Es cierto que la mujer sexy despierta inmediatamente la atención de
todos, mientras que la mujer pura tarda en conquistar el interés de uno, porque
aquella es mercadería en vidriera, mientras que ésta es tesoro escondido. Pero
la relación con el varón la ofende, porque la pasión, divorciada del atractivo
espiritual, se vuelve egoísta y despreciativa. Y es así como comienza el
conflicto: para manejar al varón, esta mujer sólo cuenta con el acelerador del
deseo para atraerlo, y con el freno de sus resistencias para lograr el respeto.
Pero en lugar de amansar al varón, como le pasa a la mujer pura, lo exaspera,
pues se le vuelve el más arduo de los bienes y el más agresivo de los males.
El gravísimo
problema está en que ya no se trata de la conducta personal de algunas o muchas
mujeres, sino de todo una subversión social que se ha transformado en
legislación internacional.

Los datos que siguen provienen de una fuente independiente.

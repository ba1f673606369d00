//! Hash-chained journal of committed ledger events
//!
//! The journal is the durable, append-only log behind the ledger. Each record
//! commits to its predecessor:
//!
//! `hash = blake3(prev_hash ‖ sequence_be ‖ serde_json(event) ‖ recorded_at)`
//!
//! Genesis record: `prev_hash = GENESIS_HASH`. Reordering, dropping or editing
//! a record breaks the chain and is caught by [`verify_chain`].

use async_trait::async_trait;
use chrono::{DateTime, SecondsFormat, Utc};
use parking_lot::Mutex;
use serde::{Deserialize, Serialize};

use arbitra_types::{EscrowError, LedgerEvent, Notification, Result};

/// `prev_hash` of the first record
pub const GENESIS_HASH: &str = "0000000000000000000000000000000000000000000000000000000000000000";

/// A single sealed journal entry
#[derive(Debug, Clone, PartialEq, Eq, Serialize, Deserialize)]
pub struct JournalRecord {
    /// Global commit sequence, starting at 1
    pub sequence: u64,
    pub event: LedgerEvent,
    pub recorded_at: DateTime<Utc>,
    pub prev_hash: String,
    pub hash: String,
}

impl JournalRecord {
    /// Seal `event` as the record following `prev_hash`
    pub fn seal(
        sequence: u64,
        event: LedgerEvent,
        prev_hash: &str,
        recorded_at: DateTime<Utc>,
    ) -> Result<Self> {
        let hash = Self::compute_hash(sequence, &event, prev_hash, &recorded_at)?;
        Ok(Self {
            sequence,
            event,
            recorded_at,
            prev_hash: prev_hash.to_string(),
            hash,
        })
    }

    pub fn compute_hash(
        sequence: u64,
        event: &LedgerEvent,
        prev_hash: &str,
        recorded_at: &DateTime<Utc>,
    ) -> Result<String> {
        let payload = serde_json::to_vec(event)?;
        let mut hasher = blake3::Hasher::new();
        hasher.update(prev_hash.as_bytes());
        hasher.update(&sequence.to_be_bytes());
        hasher.update(&payload);
        hasher.update(
            recorded_at
                .to_rfc3339_opts(SecondsFormat::Nanos, true)
                .as_bytes(),
        );
        Ok(hex::encode(hasher.finalize().as_bytes()))
    }

    /// Recompute the hash and compare with the stored one
    pub fn is_intact(&self) -> bool {
        Self::compute_hash(self.sequence, &self.event, &self.prev_hash, &self.recorded_at)
            .map(|hash| hash == self.hash)
            .unwrap_or(false)
    }

    /// The notification observers receive for this record
    pub fn notification(&self) -> Notification {
        Notification {
            sequence: self.sequence,
            event: self.event.clone(),
            committed_at: self.recorded_at,
            record_hash: self.hash.clone(),
        }
    }
}

/// Position of the newest record in the chain
#[derive(Debug, Clone, PartialEq, Eq)]
pub struct ChainHead {
    pub sequence: u64,
    pub hash: String,
}

impl ChainHead {
    pub fn genesis() -> Self {
        Self {
            sequence: 0,
            hash: GENESIS_HASH.to_string(),
        }
    }

    pub fn advance(&mut self, record: &JournalRecord) {
        self.sequence = record.sequence;
        self.hash = record.hash.clone();
    }
}

impl Default for ChainHead {
    fn default() -> Self {
        Self::genesis()
    }
}

/// Check sequence contiguity and every link of the chain
pub fn verify_chain(records: &[JournalRecord]) -> Result<ChainHead> {
    let mut head = ChainHead::genesis();

    for record in records {
        let expected = head.sequence + 1;
        if record.sequence != expected {
            return Err(EscrowError::integrity(
                record.sequence,
                format!("expected sequence {expected}"),
            ));
        }
        if record.prev_hash != head.hash {
            return Err(EscrowError::integrity(
                record.sequence,
                "previous hash does not match the chain",
            ));
        }
        if !record.is_intact() {
            return Err(EscrowError::integrity(
                record.sequence,
                "record hash does not match its contents",
            ));
        }
        head.advance(record);
    }

    Ok(head)
}

/// Durable append-only log the ledger delegates persistence to
///
/// An `append` that returns `Ok` is durable; the journal never reorders records.
/// An `append` that fails may still have stored the record; [`Journal::get`]
/// tells the two cases apart.
#[async_trait]
pub trait Journal: Send + Sync {
    /// Persist the next record
    async fn append(&self, record: &JournalRecord) -> Result<()>;

    /// All records in sequence order
    async fn load(&self) -> Result<Vec<JournalRecord>>;

    /// The record stored under `sequence`, if any
    async fn get(&self, sequence: u64) -> Result<Option<JournalRecord>> {
        Ok(self
            .load()
            .await?
            .into_iter()
            .find(|record| record.sequence == sequence))
    }

    /// Short name of the backend, for logs
    fn backend(&self) -> &'static str;
}

/// In-process journal without durability
#[derive(Default)]
pub struct MemoryJournal {
    records: Mutex<Vec<JournalRecord>>,
}

impl MemoryJournal {
    pub fn new() -> Self {
        Self::default()
    }

    /// Seed the journal with existing records (e.g. an exported history)
    pub fn from_records(records: Vec<JournalRecord>) -> Self {
        Self {
            records: Mutex::new(records),
        }
    }

    pub fn len(&self) -> usize {
        self.records.lock().len()
    }

    pub fn is_empty(&self) -> bool {
        self.records.lock().is_empty()
    }
}

#[async_trait]
impl Journal for MemoryJournal {
    async fn append(&self, record: &JournalRecord) -> Result<()> {
        let mut records = self.records.lock();
        let expected = records.last().map(|r| r.sequence + 1).unwrap_or(1);
        if record.sequence != expected {
            return Err(EscrowError::integrity(
                record.sequence,
                format!("journal expected sequence {expected}"),
            ));
        }
        records.push(record.clone());
        Ok(())
    }

    async fn load(&self) -> Result<Vec<JournalRecord>> {
        Ok(self.records.lock().clone())
    }

    async fn get(&self, sequence: u64) -> Result<Option<JournalRecord>> {
        let records = self.records.lock();
        Ok(sequence
            .checked_sub(1)
            .and_then(|position| records.get(position as usize))
            .filter(|record| record.sequence == sequence)
            .cloned())
    }

    fn backend(&self) -> &'static str {
        "memory"
    }
}
//! Command implementations

pub mod agreement;
pub mod demo;
pub mod journal;

use std::sync::Arc;

use colored::*;
use serde::Serialize;

use arbitra_escrow::EscrowService;
use arbitra_ledger::{Journal, MemoryJournal, SledJournal};
use arbitra_types::EscrowError;

use crate::config::{CliConfig, StorageBackend};

/// Open the journal selected by the storage configuration
pub fn open_journal(config: &CliConfig) -> anyhow::Result<Arc<dyn Journal>> {
    let journal: Arc<dyn Journal> = match config.storage.backend {
        StorageBackend::Memory => Arc::new(MemoryJournal::new()),
        StorageBackend::Sled => Arc::new(SledJournal::open(&config.storage.data_dir)?),
    };
    Ok(journal)
}

/// Replay the configured journal into a ready service
pub async fn open_service(config: &CliConfig) -> anyhow::Result<EscrowService> {
    let journal = open_journal(config)?;
    let service = EscrowService::open(journal, config.escrow.clone()).await?;
    Ok(service)
}

pub fn print_json<T: Serialize + ?Sized>(value: &T) -> anyhow::Result<()> {
    println!("{}", serde_json::to_string_pretty(value)?);
    Ok(())
}

/// Report a failed request: JSON on stdout, a short line on stderr
pub fn print_error(error: &EscrowError) {
    let body = serde_json::json!({
        "error": error.error_code(),
        "message": error.to_string(),
        "retriable": error.is_retriable(),
    });
    println!("{body:#}");
    eprintln!("{} {}", "✗".bright_red(), error.to_string().bright_red());
}
//! Arbitra Types - Canonical domain types for arbiter-governed escrow
//!
//! This crate contains all foundational types for Arbitra with zero dependencies
//! on other arbitra crates. It defines:
//!
//! - Identity types (PartyAddress, AgreementIndex, ReceiptId, SubscriptionId)
//! - 256-bit amounts in the smallest currency unit
//! - The escrow agreement entity and its derived lifecycle state
//! - Operations, roles and enumerated denial reasons
//! - Ledger events, notifications and receipts
//! - The error taxonomy shared by every layer
//!
//! # Lifecycle
//!
//! ```text
//! Created -> ArbiterApproved -> Finalized -> Retired
//!    \            |
//!     +-----------+-> Dismissed
//! ```

pub mod identity;
pub mod amount;
pub mod agreement;
pub mod operation;
pub mod event;
pub mod receipt;
pub mod error;

pub use identity::*;
pub use amount::*;
pub use agreement::*;
pub use operation::*;
pub use event::*;
pub use receipt::*;
pub use error::*;

/// Version of the Arbitra types schema
pub const TYPES_VERSION: &str = "0.1.0";
//! Arbitra Escrow - Arbiter-governed escrow on top of the ledger
//!
//! - [`policy`]: the pure authorization engine and its configurable policy
//! - [`custody`]: where deposited funds sit until release
//! - [`notify`]: ordered fan-out of committed ledger changes
//! - [`service`]: the transition executor tying them together
//!
//! # Example
//!
//! ```no_run
//! use arbitra_escrow::EscrowService;
//! use arbitra_types::{Amount, PartyAddress};
//!
//! # async fn demo() -> arbitra_types::Result<()> {
//! let service = EscrowService::in_memory();
//! let depositor = PartyAddress::repeat_byte(0xd0);
//! let arbiter = PartyAddress::repeat_byte(0xa0);
//! let beneficiary = PartyAddress::repeat_byte(0xb0);
//!
//! let created = service
//!     .create_agreement(depositor, arbiter, beneficiary, Amount::from(1000u64))
//!     .await?;
//! service.approve_as_arbiter(arbiter, created.index).await?;
//! let released = service.approve_escrow(beneficiary, created.index).await?;
//! assert!(released.disbursement.is_some());
//! # Ok(())
//! # }
//! ```

pub mod custody;
pub mod notify;
pub mod policy;
pub mod service;

pub use custody::{Custody, InMemoryCustody};
pub use notify::{
    ChannelStats, HandlerError, NotificationChannel, NotificationHandler,
    DEFAULT_NOTIFICATION_BUFFER,
};
pub use policy::{authorize, permitted_operations, ApprovalPolicy};
pub use service::{EscrowConfig, EscrowPosition, EscrowService};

La mujer tiene derecho a introducirse y mezclarse en
todas partes, y mostrarse como quiera; su imagen provocativa todo lo invade,
multiplicada por millones de pantallones y pantallitas. Y ¡ay de aquel varón
que ose propasarse! Hoy ya no hace falta ser profeta para señalar cuáles son
las vertientes que se originan: o el hombre se enloquece de ira, o renuncia a
su hombría. Femicidio o afeminamiento, ¿qué puede haber de más destructivo para
una sociedad?
3º Restaurar la mujer en Cristo.
«No es bueno que el hombre esté solo». No
era bueno que Adán estuviera solo, y se le dio como auxiliar a Eva. Pero la
Serpiente la sedujo y por ella envenenó a Adán, y Satanás sigue siempre la
misma estrategia. Mas tampoco era bueno que Jesucristo estuviera solo, y se le
dio como auxiliar a María, que aplastó la cabeza de Satanás. Por Ella Nuestro
Señor restauró su Iglesia, y Jesucristo también sigue siempre la misma
estrategia. La restauración de la sociedad cristiana pasa muy especialmente por
la restauración de la mujer.
Que nuestras
mujeres no se dejen seducir por el falso ideal de la mujer moderna, que ya
vemos cómo arrastra la sociedad a un pozo sin salida. «Engañosa es la gracia, fugaz la belleza; la mujer que teme a Dios, ésa
es de alabar» (Prov. 31 30). La
Mujer ideal es la Santísima Virgen. Así llama siempre Nuestro Señor a su Madre
en los Evangelios: Mujer. Imiten a la
Santísima Virgen, sean femeninas a su manera.
Se le hace muy
difícil a una jovencita cultivar ese ideal cuando no lo ve de cerca, ni siente
que nadie lo aprecie. Pero si nuestras jóvenes comienzan a conocer verdaderas
mujeres cristianas, mujeres fuertes, mucho más femeninas y más amadas, entonces
se animarán a imitarlas. Y si tenemos verdaderas mujeres, tendremos verdaderos
varones, y habrá familias y habrá sacerdotes. Para restaurar todas las cosas en
Cristo hay que empezar por la mujer.
Tomado de Hojitas de Fe, nº 189, Seminario
Internacional Nuestra Señora Corredentora.